** Try it **
The material below contains a line with "the current text" and a line with "let (mut player, _, _) = player(catalog);". Copy exactly those two lines and all lines between them.

** Material to process **
----------
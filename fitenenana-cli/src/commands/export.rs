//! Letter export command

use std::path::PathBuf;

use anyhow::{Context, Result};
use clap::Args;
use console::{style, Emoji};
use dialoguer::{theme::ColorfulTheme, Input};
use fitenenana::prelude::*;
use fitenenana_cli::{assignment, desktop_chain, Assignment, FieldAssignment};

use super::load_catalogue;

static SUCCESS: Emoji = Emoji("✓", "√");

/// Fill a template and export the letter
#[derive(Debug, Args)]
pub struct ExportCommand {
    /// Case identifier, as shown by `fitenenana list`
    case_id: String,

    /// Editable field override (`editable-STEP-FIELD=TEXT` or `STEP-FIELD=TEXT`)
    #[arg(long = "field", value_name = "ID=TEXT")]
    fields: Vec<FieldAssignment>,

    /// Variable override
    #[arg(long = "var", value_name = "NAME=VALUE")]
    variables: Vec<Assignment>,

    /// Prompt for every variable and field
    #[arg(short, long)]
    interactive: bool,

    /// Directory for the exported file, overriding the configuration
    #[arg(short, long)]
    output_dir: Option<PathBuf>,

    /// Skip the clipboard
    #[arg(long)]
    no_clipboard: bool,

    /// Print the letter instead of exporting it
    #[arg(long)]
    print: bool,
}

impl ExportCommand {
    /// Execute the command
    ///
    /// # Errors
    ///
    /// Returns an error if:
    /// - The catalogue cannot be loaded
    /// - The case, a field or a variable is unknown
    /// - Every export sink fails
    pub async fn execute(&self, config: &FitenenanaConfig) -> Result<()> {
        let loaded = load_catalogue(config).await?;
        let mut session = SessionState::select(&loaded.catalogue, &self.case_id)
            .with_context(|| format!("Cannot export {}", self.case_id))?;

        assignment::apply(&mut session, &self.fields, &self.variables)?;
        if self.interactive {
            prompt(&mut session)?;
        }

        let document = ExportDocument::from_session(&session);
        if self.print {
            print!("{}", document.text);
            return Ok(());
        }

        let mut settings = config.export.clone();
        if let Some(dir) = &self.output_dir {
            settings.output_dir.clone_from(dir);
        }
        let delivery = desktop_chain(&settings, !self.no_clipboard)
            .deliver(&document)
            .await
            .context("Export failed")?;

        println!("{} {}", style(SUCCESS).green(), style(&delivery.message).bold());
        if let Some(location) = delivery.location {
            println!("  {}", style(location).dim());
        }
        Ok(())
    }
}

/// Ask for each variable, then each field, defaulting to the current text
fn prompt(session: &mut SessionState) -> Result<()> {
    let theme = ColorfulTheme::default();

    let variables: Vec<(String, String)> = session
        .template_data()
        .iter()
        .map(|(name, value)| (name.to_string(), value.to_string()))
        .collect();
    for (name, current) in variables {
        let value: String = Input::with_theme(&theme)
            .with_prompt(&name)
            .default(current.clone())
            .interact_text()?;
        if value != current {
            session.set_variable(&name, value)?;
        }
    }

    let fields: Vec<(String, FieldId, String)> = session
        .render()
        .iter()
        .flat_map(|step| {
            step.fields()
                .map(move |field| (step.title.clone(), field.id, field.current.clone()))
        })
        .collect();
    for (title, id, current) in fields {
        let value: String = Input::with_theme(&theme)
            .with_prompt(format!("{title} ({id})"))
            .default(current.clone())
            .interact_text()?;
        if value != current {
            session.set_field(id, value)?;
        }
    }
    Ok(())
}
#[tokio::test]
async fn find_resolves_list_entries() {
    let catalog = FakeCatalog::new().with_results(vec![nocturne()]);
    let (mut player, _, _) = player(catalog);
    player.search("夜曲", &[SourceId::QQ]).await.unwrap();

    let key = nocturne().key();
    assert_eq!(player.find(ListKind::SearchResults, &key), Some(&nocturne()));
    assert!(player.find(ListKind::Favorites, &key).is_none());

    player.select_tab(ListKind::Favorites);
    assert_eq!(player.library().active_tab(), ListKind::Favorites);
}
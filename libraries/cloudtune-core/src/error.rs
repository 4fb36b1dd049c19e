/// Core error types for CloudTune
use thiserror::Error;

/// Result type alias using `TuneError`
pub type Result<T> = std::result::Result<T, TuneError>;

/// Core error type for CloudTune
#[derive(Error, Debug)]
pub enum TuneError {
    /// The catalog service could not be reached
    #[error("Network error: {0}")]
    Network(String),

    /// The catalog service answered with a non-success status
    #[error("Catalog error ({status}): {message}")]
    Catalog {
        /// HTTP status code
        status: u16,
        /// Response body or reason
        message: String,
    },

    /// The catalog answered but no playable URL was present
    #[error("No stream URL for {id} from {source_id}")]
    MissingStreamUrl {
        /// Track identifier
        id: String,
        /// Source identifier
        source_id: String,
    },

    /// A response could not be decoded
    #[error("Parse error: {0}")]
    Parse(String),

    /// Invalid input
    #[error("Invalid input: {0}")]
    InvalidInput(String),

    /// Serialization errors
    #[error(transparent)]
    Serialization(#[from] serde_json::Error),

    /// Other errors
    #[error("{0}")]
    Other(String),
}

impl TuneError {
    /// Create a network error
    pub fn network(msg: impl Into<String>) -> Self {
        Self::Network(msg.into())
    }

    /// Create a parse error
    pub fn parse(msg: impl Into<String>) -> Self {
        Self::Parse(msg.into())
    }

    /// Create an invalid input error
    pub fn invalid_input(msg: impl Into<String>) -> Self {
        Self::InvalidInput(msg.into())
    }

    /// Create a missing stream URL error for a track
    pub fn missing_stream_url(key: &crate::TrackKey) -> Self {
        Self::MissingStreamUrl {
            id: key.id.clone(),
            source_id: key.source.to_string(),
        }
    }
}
----------
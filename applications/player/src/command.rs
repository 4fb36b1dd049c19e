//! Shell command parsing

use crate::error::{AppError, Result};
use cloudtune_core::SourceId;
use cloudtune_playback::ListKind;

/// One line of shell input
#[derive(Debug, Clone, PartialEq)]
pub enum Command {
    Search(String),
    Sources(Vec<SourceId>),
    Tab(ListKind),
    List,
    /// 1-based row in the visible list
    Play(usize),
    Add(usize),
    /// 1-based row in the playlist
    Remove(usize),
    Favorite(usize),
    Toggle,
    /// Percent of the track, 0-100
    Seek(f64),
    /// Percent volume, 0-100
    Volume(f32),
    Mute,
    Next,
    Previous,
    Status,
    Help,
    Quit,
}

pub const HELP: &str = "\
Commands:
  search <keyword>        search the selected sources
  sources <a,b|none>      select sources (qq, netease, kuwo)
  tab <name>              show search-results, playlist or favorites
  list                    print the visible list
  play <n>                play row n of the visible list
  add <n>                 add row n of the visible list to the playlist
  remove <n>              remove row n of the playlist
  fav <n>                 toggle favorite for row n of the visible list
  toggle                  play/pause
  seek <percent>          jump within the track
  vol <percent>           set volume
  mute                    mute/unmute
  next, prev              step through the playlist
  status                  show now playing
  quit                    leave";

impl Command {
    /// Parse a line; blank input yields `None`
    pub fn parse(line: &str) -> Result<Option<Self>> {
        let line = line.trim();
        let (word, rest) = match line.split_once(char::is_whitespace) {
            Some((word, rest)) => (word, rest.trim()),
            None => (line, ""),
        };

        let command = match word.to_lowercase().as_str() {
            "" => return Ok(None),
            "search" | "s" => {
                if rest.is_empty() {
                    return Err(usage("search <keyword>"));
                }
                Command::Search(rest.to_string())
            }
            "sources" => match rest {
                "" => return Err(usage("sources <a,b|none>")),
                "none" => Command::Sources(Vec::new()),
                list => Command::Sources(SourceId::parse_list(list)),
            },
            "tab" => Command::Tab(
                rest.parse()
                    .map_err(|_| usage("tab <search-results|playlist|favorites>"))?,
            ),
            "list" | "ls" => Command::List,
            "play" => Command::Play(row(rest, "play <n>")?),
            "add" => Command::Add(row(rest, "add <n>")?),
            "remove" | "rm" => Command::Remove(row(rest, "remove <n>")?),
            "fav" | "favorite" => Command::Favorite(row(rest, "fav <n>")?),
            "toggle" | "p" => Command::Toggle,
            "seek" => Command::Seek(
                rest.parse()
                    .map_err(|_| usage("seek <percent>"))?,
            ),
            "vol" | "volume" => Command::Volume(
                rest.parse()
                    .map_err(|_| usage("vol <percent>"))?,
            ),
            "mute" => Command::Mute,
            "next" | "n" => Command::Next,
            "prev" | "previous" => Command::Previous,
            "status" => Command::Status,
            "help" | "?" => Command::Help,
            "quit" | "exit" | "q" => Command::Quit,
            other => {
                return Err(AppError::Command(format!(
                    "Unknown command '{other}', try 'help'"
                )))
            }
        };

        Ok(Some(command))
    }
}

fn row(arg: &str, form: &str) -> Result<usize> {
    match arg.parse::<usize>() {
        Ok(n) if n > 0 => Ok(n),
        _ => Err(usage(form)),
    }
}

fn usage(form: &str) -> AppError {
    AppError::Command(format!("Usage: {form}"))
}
----------
** Response for this exercise **
/// Ask for each variable, then each field, defaulting to the current text
fn prompt(session: &mut SessionState) -> Result<()> {
    let theme = ColorfulTheme::default();

    let variables: Vec<(String, String)> = session
        .template_data()
        .iter()
        .map(|(name, value)| (name.to_string(), value.to_string()))
        .collect();
    for (name, current) in variables {
        let value: String = Input::with_theme(&theme)
            .with_prompt(&name)
            .default(current.clone())
            .interact_text()?;
        if value != current {
            session.set_variable(&name, value)?;
        }
    }

    let fields: Vec<(String, FieldId, String)> = session
        .render()
        .iter()
        .flat_map(|step| {
            step.fields()
                .map(move |field| (step.title.clone(), field.id, field.current.clone()))
        })
        .collect();
    for (title, id, current) in fields {
        let value: String = Input::with_theme(&theme)
            .with_prompt(format!("{title} ({id})"))
            .default(current.clone())
            .interact_text()?;
        if value != current {
            session.set_field(id, value)?;
        }
    }
    Ok(())
}
#[tokio::test]
async fn find_resolves_list_entries() {
    let catalog = FakeCatalog::new().with_results(vec![nocturne()]);
    let (mut player, _, _) = player(catalog);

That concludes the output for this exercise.